God’s purpose is not merely to sanctify our souls, but all of our being, body and soul (Romans 8:23). Not only that, but He is sanctifying His whole creation (Romans 8:22). This is one reason Jesus was baptized in the River Jordan: to sanctify its waters. And you know, of course, what happens to those waters. They evaporate, become clouds, are blown to somewhere else, condense eventually, and fall as rain in a new place, where the process begins all over again, until those waters, sanctified by His own body having been in their midst, end up watering the whole planet.
Perhaps people who are hung up on the guilt aspect of sin overlook the sanctification of material things, since stars or flowers or streams bear no guilt. It’s true, guilt they do not bear, so what does sanctification mean for them? It means material things, too, are filled with the Spirit of God, and with His power, and operate strictly and only according to His purpose, being unavailable to the devil and free from his grasp.
And that’s where relics of the saints come in. The very bodies of these people were already made holy. That is, they already were filled with the Holy Spirit and His goodness and His power. Of course the Holy Spirit indwells every Christian, but in the exceptionally mature ones we call saints, He has been given free rein and free reign. In the saints, the Christian body is at the disposal of the Holy Spirit in a manner approaching perfection, fully open to His promptings. It becomes His own body. So much so that sometimes the power in that body even spreads to the clothes. No, wait, really. This is not some pagan notion. It is thoroughly Christian. It is recorded as fact in Scripture. The woman with the flow of blood was cured when she merely touched the hem of Jesus' garment. St. Paul's clothes, like His Lord's, (for they were His Lord's) also were filled with God's miraculous power. “And God worked special miracles by the hands of Paul: So that from his body were brought to the sick handkerchiefs or aprons, and the diseases departed from them, and the evil spirits went out of them.” (Acts 19:11-12).
St. Peter was so holy (conformed to Christ) that even his shadow was a vessel of the glory of the Lord: “…they brought forth the sick into the streets, and laid [them] on beds and couches, that at the least the shadow of Peter passing by might overshadow some of them. There came also a crowd [out] of the cities round about to Jerusalem, bringing sick folks, and them which were vexed with unclean spirits: and they were healed every one (Acts 5:15-16).
So if you are a person who criticizes the Orthodox for venerating (not worshipping) holy relics, what I want to know is, why? Ought we not venerate God’s glory wherever, and in whatever, it is found?

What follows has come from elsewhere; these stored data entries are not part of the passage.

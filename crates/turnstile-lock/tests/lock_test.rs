//! Turnstile Lock Integration Tests
//!
//! Several lock managers, each on its own session, contending over one
//! in-memory coordination service.

use std::sync::Arc;
use std::sync::atomic::{AtomicUsize, Ordering};
use std::time::Duration;

use parking_lot::Mutex;
use tokio::time::Instant;
use turnstile_common::logging::{LoggingConfig, init_tracing};
use turnstile_coordination::{
    CoordinationClient, MemoryClient, MemoryCoordinationService, RetryPolicy, RetryingClient,
};
use turnstile_lock::{LockError, LockManager, SessionState};

const ROOT: &str = "/locks/L";

fn setup() -> MemoryCoordinationService {
    init_tracing(&LoggingConfig::for_tests());
    MemoryCoordinationService::new()
}

fn contender(client: MemoryClient) -> Arc<LockManager> {
    Arc::new(LockManager::new(Arc::new(client)))
}

async fn eventually<F: Fn() -> bool>(what: &str, cond: F) {
    for _ in 0..200 {
        if cond() {
            return;
        }
        tokio::time::sleep(Duration::from_millis(10)).await;
    }
    panic!("condition never held: {}", what);
}

// ============== Mutual Exclusion ==============

#[tokio::test(flavor = "multi_thread", worker_threads = 4)]
async fn test_mutual_exclusion_under_contention() {
    let service = setup();
    let inside = Arc::new(AtomicUsize::new(0));
    let max_inside = Arc::new(AtomicUsize::new(0));
    let completed = Arc::new(AtomicUsize::new(0));

    let mut tasks = Vec::new();
    for _ in 0..5 {
        let manager = contender(service.connect());
        let inside = inside.clone();
        let max_inside = max_inside.clone();
        let completed = completed.clone();
        tasks.push(tokio::spawn(async move {
            for _ in 0..10 {
                let handle = manager.acquire("L", Duration::from_secs(10)).await.unwrap();
                let now = inside.fetch_add(1, Ordering::SeqCst) + 1;
                max_inside.fetch_max(now, Ordering::SeqCst);
                tokio::time::sleep(Duration::from_millis(1)).await;
                inside.fetch_sub(1, Ordering::SeqCst);
                completed.fetch_add(1, Ordering::SeqCst);
                handle.release().await.unwrap();
            }
        }));
    }
    for task in tasks {
        task.await.unwrap();
    }

    assert_eq!(max_inside.load(Ordering::SeqCst), 1);
    assert_eq!(completed.load(Ordering::SeqCst), 50);
    assert!(service.children(ROOT).is_empty());
}
//! Tracing initialisation
//!
//! Installs a console layer filtered by `RUST_LOG` when set, otherwise by the
//! configured level. Calling it more than once is harmless: the first
//! subscriber wins.

use tracing::Level;
use tracing_subscriber::layer::SubscriberExt;
use tracing_subscriber::util::SubscriberInitExt;
use tracing_subscriber::{EnvFilter, Layer, Registry, fmt};

/// Logging configuration
#[derive(Debug, Clone)]
pub struct LoggingConfig {
    /// Console log level used when `RUST_LOG` is unset
    pub level: Level,
    /// Emit ANSI colours
    pub ansi: bool,
    /// Route output through the test writer (captured by `cargo test`)
    pub test_writer: bool,
}

impl Default for LoggingConfig {
    fn default() -> Self {
        Self {
            level: Level::INFO,
            ansi: true,
            test_writer: false,
        }
    }
}

impl LoggingConfig {
    /// Create from `TURNSTILE_LOG_LEVEL` / `TURNSTILE_LOG_ANSI`.
    pub fn from_env() -> Self {
        let level = std::env::var("TURNSTILE_LOG_LEVEL")
            .ok()
            .and_then(|v| v.parse().ok())
            .unwrap_or(Level::INFO);

        let ansi = std::env::var("TURNSTILE_LOG_ANSI")
            .map(|v| v.to_lowercase() != "false" && v != "0")
            .unwrap_or(true);

        Self {
            level,
            ansi,
            test_writer: false,
        }
    }

    /// Configuration suited to integration tests.
    pub fn for_tests() -> Self {
        Self {
            level: Level::DEBUG,
            ansi: false,
            test_writer: true,
        }
    }
}

/// Install the global subscriber. Returns `false` when one was already set.
pub fn init_tracing(config: &LoggingConfig) -> bool {
    let filter = EnvFilter::try_from_default_env()
        .unwrap_or_else(|_| EnvFilter::new(config.level.to_string()));

    let layer: Box<dyn Layer<Registry> + Send + Sync> = if config.test_writer {
        fmt::layer()
            .with_ansi(config.ansi)
            .with_target(true)
            .with_test_writer()
            .with_filter(filter)
            .boxed()
    } else {
        fmt::layer()
            .with_ansi(config.ansi)
            .with_target(true)
            .with_filter(filter)
            .boxed()
    };

    Registry::default().with(layer).try_init().is_ok()
}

Or to ask it another way (as I’ve done before), supposing you had one of St. Paul’s hankies by which God cured diseases, or one of his aprons by which He drove demons away? Assuming you knew it was authentic, and not some Roman forgery, you wouldn't, say, bury it, would you, really? Wouldn’t you display it? If you were sick, wouldn't you, kneeling before it, pray God to use it to cure you, too? Don't you think those people did the same, to whom St. Paul sent those relics around? You don't imagine, do you, really, truly, that they treated the healing handkerchiefs and aprons casually or irreverently?
And please don't tell me if you had Jesus' garment you wouldn't now and then kiss the hem of it, (or the glass covering over it) or at least long to, even if you felt too unworthy actually to do it.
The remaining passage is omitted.